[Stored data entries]
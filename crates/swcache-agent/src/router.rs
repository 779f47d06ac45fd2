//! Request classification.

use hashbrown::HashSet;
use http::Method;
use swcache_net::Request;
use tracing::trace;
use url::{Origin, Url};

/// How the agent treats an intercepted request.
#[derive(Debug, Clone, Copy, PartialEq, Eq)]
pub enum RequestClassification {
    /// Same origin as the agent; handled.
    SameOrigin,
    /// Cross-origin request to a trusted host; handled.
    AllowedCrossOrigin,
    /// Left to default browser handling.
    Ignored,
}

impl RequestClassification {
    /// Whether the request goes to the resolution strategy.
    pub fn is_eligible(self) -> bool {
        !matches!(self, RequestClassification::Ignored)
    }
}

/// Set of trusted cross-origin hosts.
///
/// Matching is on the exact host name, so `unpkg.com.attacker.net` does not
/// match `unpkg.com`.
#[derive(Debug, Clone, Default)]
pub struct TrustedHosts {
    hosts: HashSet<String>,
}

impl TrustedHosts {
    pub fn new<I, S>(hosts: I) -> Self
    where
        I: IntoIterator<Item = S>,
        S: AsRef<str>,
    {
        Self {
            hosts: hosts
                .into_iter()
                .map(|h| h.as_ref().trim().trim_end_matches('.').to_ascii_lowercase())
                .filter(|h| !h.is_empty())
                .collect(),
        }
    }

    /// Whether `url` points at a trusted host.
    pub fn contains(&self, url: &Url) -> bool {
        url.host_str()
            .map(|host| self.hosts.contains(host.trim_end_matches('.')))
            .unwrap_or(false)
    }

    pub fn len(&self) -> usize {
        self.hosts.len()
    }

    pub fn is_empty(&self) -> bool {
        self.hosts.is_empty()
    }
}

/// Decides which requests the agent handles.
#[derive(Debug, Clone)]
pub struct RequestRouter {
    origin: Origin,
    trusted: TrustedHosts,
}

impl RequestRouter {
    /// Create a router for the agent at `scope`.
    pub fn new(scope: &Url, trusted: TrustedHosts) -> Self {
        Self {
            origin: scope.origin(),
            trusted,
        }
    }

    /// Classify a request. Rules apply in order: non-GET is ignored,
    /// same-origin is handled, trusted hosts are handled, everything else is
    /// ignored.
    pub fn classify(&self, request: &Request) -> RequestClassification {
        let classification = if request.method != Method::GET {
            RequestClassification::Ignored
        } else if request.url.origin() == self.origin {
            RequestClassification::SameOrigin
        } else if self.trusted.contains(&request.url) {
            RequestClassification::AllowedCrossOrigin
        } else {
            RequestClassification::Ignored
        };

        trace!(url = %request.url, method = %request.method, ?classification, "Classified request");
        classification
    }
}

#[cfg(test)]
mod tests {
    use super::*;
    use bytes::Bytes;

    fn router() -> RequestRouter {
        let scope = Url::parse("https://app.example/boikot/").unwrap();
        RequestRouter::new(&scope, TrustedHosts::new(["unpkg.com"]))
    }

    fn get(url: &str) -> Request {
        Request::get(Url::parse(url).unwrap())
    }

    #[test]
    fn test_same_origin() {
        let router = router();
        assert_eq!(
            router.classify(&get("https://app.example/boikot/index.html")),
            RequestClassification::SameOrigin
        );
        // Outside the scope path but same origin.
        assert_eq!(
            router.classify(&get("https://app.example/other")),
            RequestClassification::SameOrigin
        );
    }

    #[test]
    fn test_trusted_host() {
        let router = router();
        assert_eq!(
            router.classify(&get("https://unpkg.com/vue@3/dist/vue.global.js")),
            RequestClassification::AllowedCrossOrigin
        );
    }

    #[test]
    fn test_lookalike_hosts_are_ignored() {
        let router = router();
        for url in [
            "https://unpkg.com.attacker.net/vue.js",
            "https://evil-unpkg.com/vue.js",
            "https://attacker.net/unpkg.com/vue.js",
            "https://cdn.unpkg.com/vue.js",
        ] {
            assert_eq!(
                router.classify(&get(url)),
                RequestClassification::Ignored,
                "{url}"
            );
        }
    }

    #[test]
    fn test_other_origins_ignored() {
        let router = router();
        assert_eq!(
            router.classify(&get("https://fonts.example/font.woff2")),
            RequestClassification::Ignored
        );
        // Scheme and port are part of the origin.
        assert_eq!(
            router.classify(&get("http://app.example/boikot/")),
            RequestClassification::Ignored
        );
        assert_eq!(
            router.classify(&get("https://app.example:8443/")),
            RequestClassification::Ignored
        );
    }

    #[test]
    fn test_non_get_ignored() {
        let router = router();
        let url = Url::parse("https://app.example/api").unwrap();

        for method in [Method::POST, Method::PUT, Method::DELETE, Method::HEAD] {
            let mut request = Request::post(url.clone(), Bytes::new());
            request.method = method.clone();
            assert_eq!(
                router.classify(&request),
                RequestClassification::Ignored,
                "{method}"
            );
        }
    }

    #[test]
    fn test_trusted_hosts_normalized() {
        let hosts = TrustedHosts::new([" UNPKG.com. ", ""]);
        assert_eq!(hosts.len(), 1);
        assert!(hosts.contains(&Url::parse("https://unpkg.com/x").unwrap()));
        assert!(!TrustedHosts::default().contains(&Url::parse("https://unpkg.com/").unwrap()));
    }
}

ASSIGNMENT: Return every line from the entries above that contains the word "HashSet".

RESPONSE TO THE TASK:
use hashbrown::HashSet;
    hosts: HashSet<String>,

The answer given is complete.